By Emily Wax
Washington Post Foreign Service
Monday, November 19, 2007
ISLAMABAD, Pakistan, Nov. 18 -- Pakistan's military said Sunday it was dispatching forces to quell fighting in the country's volatile northwest after three days of clashes between rival Sunni and Shiite Muslims left 91 people dead.
Military officials said an unspecified number of soldiers and a paramilitary force were headed to the town of Parachinar, in the remote Kurram tribal area, where the government maintains limited control.
Both sides fired mortars and other heavy weapons at each other, targeting residential areas and hitting mosques, an intelligence official speaking on condition of anonymity told the Associated Press.
Violence between Shiites and Sunnis is common in Parachinar. In the spring, 50 people were killed after clashes led to an attack on a Shiite mosque.
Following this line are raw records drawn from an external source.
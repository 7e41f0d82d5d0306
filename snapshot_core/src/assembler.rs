use crate::{
    BalanceSource, FiatQuote, MergedCandidateSet, PriceOracle, Result, TokenDescriptor,
    WalletSnapshot,
};
use chrono::NaiveDate;
use rust_decimal::Decimal;
use std::collections::HashMap;
use std::time::Duration;
use tokio::time::sleep;
use tracing::{debug, info, warn};

/// Build the valued snapshot list for one run.
///
/// Candidates are processed strictly in the merged set's iteration order,
/// with `throttle` slept between successive balance checks to bound the
/// outbound request rate. Zero and undetermined balances are skipped before
/// any price lookup. Prices for all surviving candidates are fetched in one
/// batched oracle call; ids missing upstream value at zero. A failure on one
/// candidate is logged and skips that candidate only.
pub async fn build_snapshot(
    date: NaiveDate,
    wallet_address: &str,
    chain_label: &str,
    candidates: &MergedCandidateSet,
    balances: &dyn BalanceSource,
    oracle: &dyn PriceOracle,
    throttle: Duration,
) -> Vec<WalletSnapshot> {
    let mut holdings: Vec<(TokenDescriptor, Decimal)> = Vec::new();

    for (position, token) in candidates.iter().enumerate() {
        if position > 0 && !throttle.is_zero() {
            sleep(throttle).await;
        }

        match resolve_holding(wallet_address, token, balances).await {
            Ok(Some(balance)) => holdings.push((token.clone(), balance)),
            Ok(None) => {}
            Err(e) => warn!("skipping {}: {}", token.symbol, e),
        }
    }

    if holdings.is_empty() {
        info!("no holdings with positive balance for {}", wallet_address);
        return Vec::new();
    }

    let quotes = fetch_quotes(&holdings, oracle).await;

    holdings
        .into_iter()
        .map(|(token, balance)| {
            let quote = token
                .price_id
                .as_ref()
                .and_then(|id| quotes.get(id).copied())
                .unwrap_or(FiatQuote::ZERO);

            WalletSnapshot {
                date,
                chain_label: chain_label.to_string(),
                token_symbol: token.symbol,
                balance,
                price_usd: quote.usd,
                price_krw: quote.krw,
                total_value_usd: balance * quote.usd,
                total_value_krw: balance * quote.krw,
                wallet_address: wallet_address.to_string(),
            }
        })
        .collect()
}

/// Resolve one candidate's balance. `None` means the candidate holds
/// nothing and must not be priced or materialized.
async fn resolve_holding(
    wallet_address: &str,
    token: &TokenDescriptor,
    balances: &dyn BalanceSource,
) -> Result<Option<Decimal>> {
    let resolution = if token.is_native() {
        balances.native_balance(wallet_address).await?
    } else {
        balances
            .token_balance(wallet_address, &token.address_key, token.decimals)
            .await?
    };

    if resolution.is_undetermined() {
        warn!(
            "balance for {} undetermined after exhausting endpoints, observing as zero",
            token.symbol
        );
    }

    let balance = resolution.amount_or_zero();
    if balance > Decimal::ZERO {
        debug!("{}: balance {}", token.symbol, balance);
        Ok(Some(balance))
    } else {
        debug!("{}: zero balance, skipped", token.symbol);
        Ok(None)
    }
}

/// One batched price lookup for every distinct price id among the holdings.
/// An oracle failure degrades every quote to zero, mirroring the historical
/// behavior of valuing unpriceable holdings at nothing rather than aborting.
async fn fetch_quotes(
    holdings: &[(TokenDescriptor, Decimal)],
    oracle: &dyn PriceOracle,
) -> HashMap<String, FiatQuote> {
    let mut ids: Vec<String> = Vec::new();
    for (token, _) in holdings {
        match &token.price_id {
            Some(id) if !ids.contains(id) => ids.push(id.clone()),
            Some(_) => {}
            None => warn!("{} has no price id, valuing at zero", token.symbol),
        }
    }

    if ids.is_empty() {
        return HashMap::new();
    }

    match oracle.prices(&ids).await {
        Ok(quotes) => quotes,
        Err(e) => {
            warn!("price lookup failed, valuing {} assets at zero: {}", ids.len(), e);
            ids.into_iter().map(|id| (id, FiatQuote::ZERO)).collect()
        }
    }
}
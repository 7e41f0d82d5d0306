//! End-to-end behavior of the merger and assembler against scripted
//! balance/price sources.

use crate::{
    build_snapshot, merge_candidates, AssetHit, BalanceResolution, BalanceSource, Catalog,
    FiatQuote, PriceOracle, Result, SnapshotError, TokenDescriptor,
};
use async_trait::async_trait;
use chrono::NaiveDate;
use rust_decimal::Decimal;
use std::collections::{HashMap, HashSet};
use std::time::Duration;

#[derive(Default)]
struct StaticOracle {
    prices: HashMap<String, FiatQuote>,
    hits: Vec<AssetHit>,
    fail_prices: bool,
    fail_search: bool,
}

#[async_trait]
impl PriceOracle for StaticOracle {
    async fn prices(&self, ids: &[String]) -> Result<HashMap<String, FiatQuote>> {
        if self.fail_prices {
            return Err(SnapshotError::PriceOracle("oracle down".to_string()));
        }
        Ok(ids
            .iter()
            .map(|id| {
                (
                    id.clone(),
                    self.prices.get(id).copied().unwrap_or(FiatQuote::ZERO),
                )
            })
            .collect())
    }

    async fn search(&self, _query: &str) -> Result<Vec<AssetHit>> {
        if self.fail_search {
            return Err(SnapshotError::PriceOracle("search down".to_string()));
        }
        Ok(self.hits.clone())
    }
}

#[derive(Default)]
struct ScriptedBalances {
    native: Option<BalanceResolution>,
    tokens: HashMap<String, BalanceResolution>,
    failing_contracts: HashSet<String>,
}

#[async_trait]
impl BalanceSource for ScriptedBalances {
    async fn native_balance(&self, _address: &str) -> Result<BalanceResolution> {
        Ok(self
            .native
            .unwrap_or(BalanceResolution::Amount(Decimal::ZERO)))
    }

    async fn token_balance(
        &self,
        _address: &str,
        contract_address: &str,
        _decimals: u32,
    ) -> Result<BalanceResolution> {
        if self.failing_contracts.contains(contract_address) {
            return Err(SnapshotError::BalanceSource(format!(
                "query failed for {}",
                contract_address
            )));
        }
        Ok(self
            .tokens
            .get(contract_address)
            .copied()
            .unwrap_or(BalanceResolution::Amount(Decimal::ZERO)))
    }
}

fn quote(usd: Decimal, krw: Decimal) -> FiatQuote {
    FiatQuote { usd, krw }
}

fn run_date() -> NaiveDate {
    NaiveDate::from_ymd_opt(2025, 7, 1).unwrap()
}

const WALLET: &str = "0x1111111111111111111111111111111111111111";

#[tokio::test]
async fn test_every_catalog_entry_survives_merge() {
    let catalog = Catalog::kaia_mainnet();
    let discovered = vec![
        TokenDescriptor::contract("XYZ", "Xyz", "0xaaaa", 18, Some("xyz")),
        // Collides with the catalog's BORA entry in a different case
        TokenDescriptor::contract(
            "FAKE",
            "Fake Bora",
            "0x02CBE46FB8A1F579254A9B485788F2D86CAD51AA",
            6,
            None,
        ),
    ];

    let merged = merge_candidates(&catalog, discovered, &StaticOracle::default()).await;

    for entry in catalog.entries() {
        let survivor = merged.get(&entry.address_key).expect("catalog entry dropped");
        assert_eq!(survivor, entry);
    }
}

#[tokio::test]
async fn test_catalog_wins_collision_case_insensitively() {
    let catalog = Catalog::kaia_mainnet();
    let discovered = vec![TokenDescriptor::contract(
        "IMPOSTER",
        "Imposter",
        "0x02CBE46FB8A1F579254A9B485788F2D86CAD51AA",
        0,
        Some("imposter"),
    )];

    let merged = merge_candidates(&catalog, discovered, &StaticOracle::default()).await;

    let survivor = merged
        .get("0x02cbe46fb8a1f579254a9b485788f2d86cad51aa")
        .unwrap();
    assert_eq!(survivor.symbol, "BORA");
    assert_eq!(merged.len(), catalog.entries().len());
}

#[tokio::test]
async fn test_price_id_resolved_from_search_exact_symbol_match() {
    let oracle = StaticOracle {
        hits: vec![
            AssetHit {
                id: "not-it".to_string(),
                symbol: "XYZX".to_string(),
            },
            AssetHit {
                id: "xyz-protocol".to_string(),
                symbol: "xyz".to_string(),
            },
        ],
        ..Default::default()
    };
    let discovered = vec![TokenDescriptor::contract("XYZ", "Xyz", "0xaaaa", 18, None)];

    let merged = merge_candidates(&Catalog::kaia_mainnet(), discovered, &oracle).await;

    assert_eq!(
        merged.get("0xaaaa").unwrap().price_id.as_deref(),
        Some("xyz-protocol")
    );
}

#[tokio::test]
async fn test_price_id_falls_back_to_catalog_then_symbol() {
    // Search yields nothing useful; symbol matches a catalog entry.
    let discovered = vec![TokenDescriptor::contract(
        "bora",
        "Bridged BORA",
        "0xbbbb",
        18,
        None,
    )];
    let merged =
        merge_candidates(&Catalog::kaia_mainnet(), discovered, &StaticOracle::default()).await;
    assert_eq!(merged.get("0xbbbb").unwrap().price_id.as_deref(), Some("bora"));

    // No search hit, no catalog match, search erroring: lowercased symbol.
    let oracle = StaticOracle {
        fail_search: true,
        ..Default::default()
    };
    let discovered = vec![TokenDescriptor::contract("NEW", "New Token", "0xcccc", 18, None)];
    let merged = merge_candidates(&Catalog::kaia_mainnet(), discovered, &oracle).await;
    assert_eq!(merged.get("0xcccc").unwrap().price_id.as_deref(), Some("new"));
}

#[tokio::test]
async fn test_scenario_native_only_wallet() {
    let catalog = Catalog::kaia_mainnet();
    let merged = merge_candidates(&catalog, Vec::new(), &StaticOracle::default()).await;

    let balances = ScriptedBalances {
        native: Some(BalanceResolution::Amount(Decimal::from(10))),
        ..Default::default()
    };
    let oracle = StaticOracle {
        prices: HashMap::from([(
            "kaia".to_string(),
            quote(Decimal::new(123, 2), Decimal::from(1500)),
        )]),
        ..Default::default()
    };

    let snapshots = build_snapshot(
        run_date(),
        WALLET,
        "Kaia",
        &merged,
        &balances,
        &oracle,
        Duration::ZERO,
    )
    .await;

    assert_eq!(snapshots.len(), 1);
    let record = &snapshots[0];
    assert_eq!(record.token_symbol, "KAIA");
    assert_eq!(record.balance, Decimal::from(10));
    assert_eq!(record.total_value_usd, Decimal::new(123, 1)); // 12.3
    assert_eq!(record.total_value_krw, Decimal::from(15000));
    assert_eq!(record.wallet_address, WALLET);
}

#[tokio::test]
async fn test_scenario_exhausted_endpoints_exclude_token() {
    let catalog = Catalog::kaia_mainnet();
    let merged = merge_candidates(&catalog, Vec::new(), &StaticOracle::default()).await;

    let balances = ScriptedBalances {
        native: Some(BalanceResolution::Amount(Decimal::ONE)),
        tokens: HashMap::from([(
            "0x02cbe46fb8a1f579254a9b485788f2d86cad51aa".to_string(),
            BalanceResolution::Undetermined,
        )]),
        ..Default::default()
    };

    let snapshots = build_snapshot(
        run_date(),
        WALLET,
        "Kaia",
        &merged,
        &balances,
        &StaticOracle::default(),
        Duration::ZERO,
    )
    .await;

    assert!(snapshots.iter().all(|s| s.token_symbol != "BORA"));
    assert_eq!(snapshots.len(), 1);
}

#[tokio::test]
async fn test_scenario_discovery_adds_exactly_one_lowercased_key() {
    let catalog = Catalog::kaia_mainnet();
    // The shape discovery would produce from the second provider after the
    // first answered "not found": one record, unknown contract, symbol XYZ.
    let discovered = vec![TokenDescriptor::contract(
        "XYZ",
        "XYZ",
        "0xD3ADB33FD3ADB33FD3ADB33FD3ADB33FD3ADB33F",
        18,
        None,
    )];

    let merged = merge_candidates(&catalog, discovered, &StaticOracle::default()).await;

    assert_eq!(merged.len(), catalog.entries().len() + 1);
    let added = merged
        .get("0xd3adb33fd3adb33fd3adb33fd3adb33fd3adb33f")
        .expect("discovered token missing");
    assert_eq!(added.symbol, "XYZ");
}

#[tokio::test]
async fn test_zero_balances_never_materialize_and_products_are_exact() {
    let catalog = Catalog::kaia_mainnet();
    let merged = merge_candidates(&catalog, Vec::new(), &StaticOracle::default()).await;

    let balances = ScriptedBalances {
        native: Some(BalanceResolution::Amount(Decimal::new(25, 1))), // 2.5
        tokens: HashMap::from([
            (
                "0x02cbe46fb8a1f579254a9b485788f2d86cad51aa".to_string(),
                BalanceResolution::Amount(Decimal::from(7)),
            ),
            (
                "0xcee8faf64bb97a73bb51e115aa89c17ffa8dd167".to_string(),
                BalanceResolution::Amount(Decimal::ZERO),
            ),
        ]),
        ..Default::default()
    };
    let oracle = StaticOracle {
        prices: HashMap::from([
            (
                "kaia".to_string(),
                quote(Decimal::new(117, 2), Decimal::from(1625)),
            ),
            (
                "bora".to_string(),
                quote(Decimal::new(92, 3), Decimal::from(127)),
            ),
        ]),
        ..Default::default()
    };

    let snapshots = build_snapshot(
        run_date(),
        WALLET,
        "Kaia",
        &merged,
        &balances,
        &oracle,
        Duration::ZERO,
    )
    .await;

    assert_eq!(snapshots.len(), 2);
    for record in &snapshots {
        assert!(record.balance > Decimal::ZERO);
        assert_eq!(record.total_value_usd, record.balance * record.price_usd);
        assert_eq!(record.total_value_krw, record.balance * record.price_krw);
    }
}

#[tokio::test]
async fn test_per_token_failure_skips_only_that_token() {
    let catalog = Catalog::kaia_mainnet();
    let merged = merge_candidates(&catalog, Vec::new(), &StaticOracle::default()).await;

    let balances = ScriptedBalances {
        native: Some(BalanceResolution::Amount(Decimal::ONE)),
        tokens: HashMap::from([(
            "0x02cbe46fb8a1f579254a9b485788f2d86cad51aa".to_string(),
            BalanceResolution::Amount(Decimal::from(3)),
        )]),
        failing_contracts: HashSet::from([
            "0xcee8faf64bb97a73bb51e115aa89c17ffa8dd167".to_string()
        ]),
    };

    let snapshots = build_snapshot(
        run_date(),
        WALLET,
        "Kaia",
        &merged,
        &balances,
        &StaticOracle::default(),
        Duration::ZERO,
    )
    .await;

    let symbols: Vec<&str> = snapshots.iter().map(|s| s.token_symbol.as_str()).collect();
    assert_eq!(symbols, vec!["KAIA", "BORA"]);
}

#[tokio::test]
async fn test_oracle_failure_values_holdings_at_zero() {
    let catalog = Catalog::kaia_mainnet();
    let merged = merge_candidates(&catalog, Vec::new(), &StaticOracle::default()).await;

    let balances = ScriptedBalances {
        native: Some(BalanceResolution::Amount(Decimal::from(4))),
        ..Default::default()
    };
    let oracle = StaticOracle {
        fail_prices: true,
        ..Default::default()
    };

    let snapshots = build_snapshot(
        run_date(),
        WALLET,
        "Kaia",
        &merged,
        &balances,
        &oracle,
        Duration::ZERO,
    )
    .await;

    assert_eq!(snapshots.len(), 1);
    assert_eq!(snapshots[0].balance, Decimal::from(4));
    assert_eq!(snapshots[0].price_usd, Decimal::ZERO);
    assert_eq!(snapshots[0].total_value_usd, Decimal::ZERO);
}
More than 1,000 security forces, civilians and fighters have been killed in the past five months in Pakistan. Much of the violence has occurred in the Swat Valley, an area in North-West Frontier Province once known to tourists as the Switzerland of South Asia.
Pakistani army officials said government forces killed 100 fighters loyal to a pro-Taliban cleric in three days of fierce battles in the northern Swat Valley. Forces loyal to the cleric had been gaining ground in recent weeks, capturing several towns in the valley. In the adjacent Shangla district, they have seized government buildings with little resistance from security forces.
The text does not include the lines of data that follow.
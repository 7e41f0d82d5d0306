//! Decoders for the transfer-history provider schemas.
//!
//! Providers disagree both on where the transfer list lives in the response
//! body and on how a transfer record names its token fields. The list is
//! located by probing a fixed set of top-level keys; each record is then
//! offered to the named decoders below in a fixed order, and the first one
//! that yields a contract address or symbol produces the canonical
//! descriptor.

use serde::Deserialize;
use serde_json::Value;
use snapshot_core::{TokenDescriptor, NATIVE_ADDRESS_KEY, NATIVE_DECIMALS};

/// Top-level keys a provider may nest its transfer list under, probed in
/// this order. A body that is itself an array is taken as the list.
const TRANSFER_LIST_KEYS: [&str; 3] = ["results", "data", "items"];

/// Assumed decimal count when a provider omits it; the KIP-7 default.
const DEFAULT_TOKEN_DECIMALS: u32 = 18;

pub fn locate_transfer_list(body: &Value) -> Option<&Vec<Value>> {
    match body.as_object() {
        Some(object) => TRANSFER_LIST_KEYS
            .iter()
            .find_map(|key| object.get(*key).and_then(Value::as_array)),
        None => body.as_array(),
    }
}

/// Flat snake_case explorer records:
/// `{"contract_address": "0x..", "symbol": "BORA", "name": "..", "decimals": 18}`
#[derive(Debug, Deserialize)]
struct ExplorerTransfer {
    contract_address: Option<String>,
    symbol: Option<String>,
    name: Option<String>,
    decimals: Option<u32>,
}

/// camelCase scope records:
/// `{"tokenAddress": "0x..", "tokenSymbol": "BORA", "tokenName": "..", "tokenDecimals": 18}`
#[derive(Debug, Deserialize)]
struct ScopeTransfer {
    #[serde(rename = "tokenAddress")]
    token_address: Option<String>,
    #[serde(rename = "tokenSymbol")]
    token_symbol: Option<String>,
    #[serde(rename = "tokenName")]
    token_name: Option<String>,
    #[serde(rename = "tokenDecimals")]
    token_decimals: Option<u32>,
}

/// Records that nest token metadata under a `contract` object:
/// `{"contract": {"address": "0x..", "symbol": "BORA", ...}}`
#[derive(Debug, Deserialize)]
struct NestedTransfer {
    contract: Option<ContractInfo>,
}

#[derive(Debug, Deserialize)]
struct ContractInfo {
    address: Option<String>,
    symbol: Option<String>,
    name: Option<String>,
    decimals: Option<u32>,
}

/// Raw token attributes pulled out of one record by one decoder.
struct RawTokenFields {
    address: Option<String>,
    symbol: Option<String>,
    name: Option<String>,
    decimals: Option<u32>,
}

impl RawTokenFields {
    fn is_resolvable(&self) -> bool {
        self.address.is_some() || self.symbol.is_some()
    }
}

/// Decode one transfer record into a canonical descriptor, or `None` when
/// no decoder can resolve a contract address or symbol from it.
pub fn decode_transfer(record: &Value) -> Option<TokenDescriptor> {
    const DECODERS: [fn(&Value) -> Option<RawTokenFields>; 3] =
        [decode_explorer, decode_scope, decode_nested];

    DECODERS
        .iter()
        .find_map(|decode| decode(record).filter(RawTokenFields::is_resolvable))
        .map(canonicalize)
}

fn decode_explorer(record: &Value) -> Option<RawTokenFields> {
    let transfer: ExplorerTransfer = serde_json::from_value(record.clone()).ok()?;
    Some(RawTokenFields {
        address: transfer.contract_address,
        symbol: transfer.symbol,
        name: transfer.name,
        decimals: transfer.decimals,
    })
}

fn decode_scope(record: &Value) -> Option<RawTokenFields> {
    let transfer: ScopeTransfer = serde_json::from_value(record.clone()).ok()?;
    Some(RawTokenFields {
        address: transfer.token_address,
        symbol: transfer.token_symbol,
        name: transfer.token_name,
        decimals: transfer.token_decimals,
    })
}

fn decode_nested(record: &Value) -> Option<RawTokenFields> {
    let transfer: NestedTransfer = serde_json::from_value(record.clone()).ok()?;
    let contract = transfer.contract?;
    Some(RawTokenFields {
        address: contract.address,
        symbol: contract.symbol,
        name: contract.name,
        decimals: contract.decimals,
    })
}

/// A transfer without a contract address is a native-coin movement, keyed by
/// the native sentinel so the catalog entry wins the merge.
fn canonicalize(fields: RawTokenFields) -> TokenDescriptor {
    let (address_key, decimals) = match &fields.address {
        Some(address) => (
            address.to_lowercase(),
            fields.decimals.unwrap_or(DEFAULT_TOKEN_DECIMALS),
        ),
        None => (NATIVE_ADDRESS_KEY.to_string(), NATIVE_DECIMALS),
    };

    let symbol = fields
        .symbol
        .unwrap_or_else(|| fallback_symbol(&address_key));
    let display_name = fields.name.unwrap_or_else(|| symbol.clone());

    TokenDescriptor {
        symbol,
        display_name,
        address_key,
        decimals,
        price_id: None,
    }
}

fn fallback_symbol(address_key: &str) -> String {
    let hex = address_key.strip_prefix("0x").unwrap_or(address_key);
    format!("TOKEN-{}", &hex[..hex.len().min(6)].to_uppercase())
}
Also Sunday, a bomb exploded on a railway line as a passenger train was moving through near Peshawar, capital of North-West Frontier Province, which borders Afghanistan. One passenger was killed.
The violence came during Deputy Secretary of State John D. Negroponte's visit to Pakistan to encourage embattled President Pervez Musharraf to end emergency rule, which he declared Nov. 3. The decree has resulted in the arrests of thousands of political opponents, the firing of Supreme Court judges and the shuttering of independent television stations.
At a news conference early Sunday, Negroponte praised Musharraf's efforts in the fight against terrorism, saying the recent violence was "yet another reason to be concerned about the situation in Pakistan."
But Negroponte also said he told Musharraf that the emergency law needed to be lifted and political prisoners released to ensure legitimate parliamentary elections in January.
[Musharraf has recommended the Election Commission call for a parliamentary election to be held Jan. 8, Reuters news service reported Monday.]
Musharraf aides said he told Negroponte that the emergency would not be lifted because of "the ground realities in our security situation in Pakistan."
The United States has increasingly found Musharraf to be a liability since his declaration of emergency rule. But Negroponte said the two governments were still friendly.
"In diplomacy, as you know, we don't get instant replies when we have these kinds of dialogue," he said. "I'm sure the president is seriously considering the exchange we had."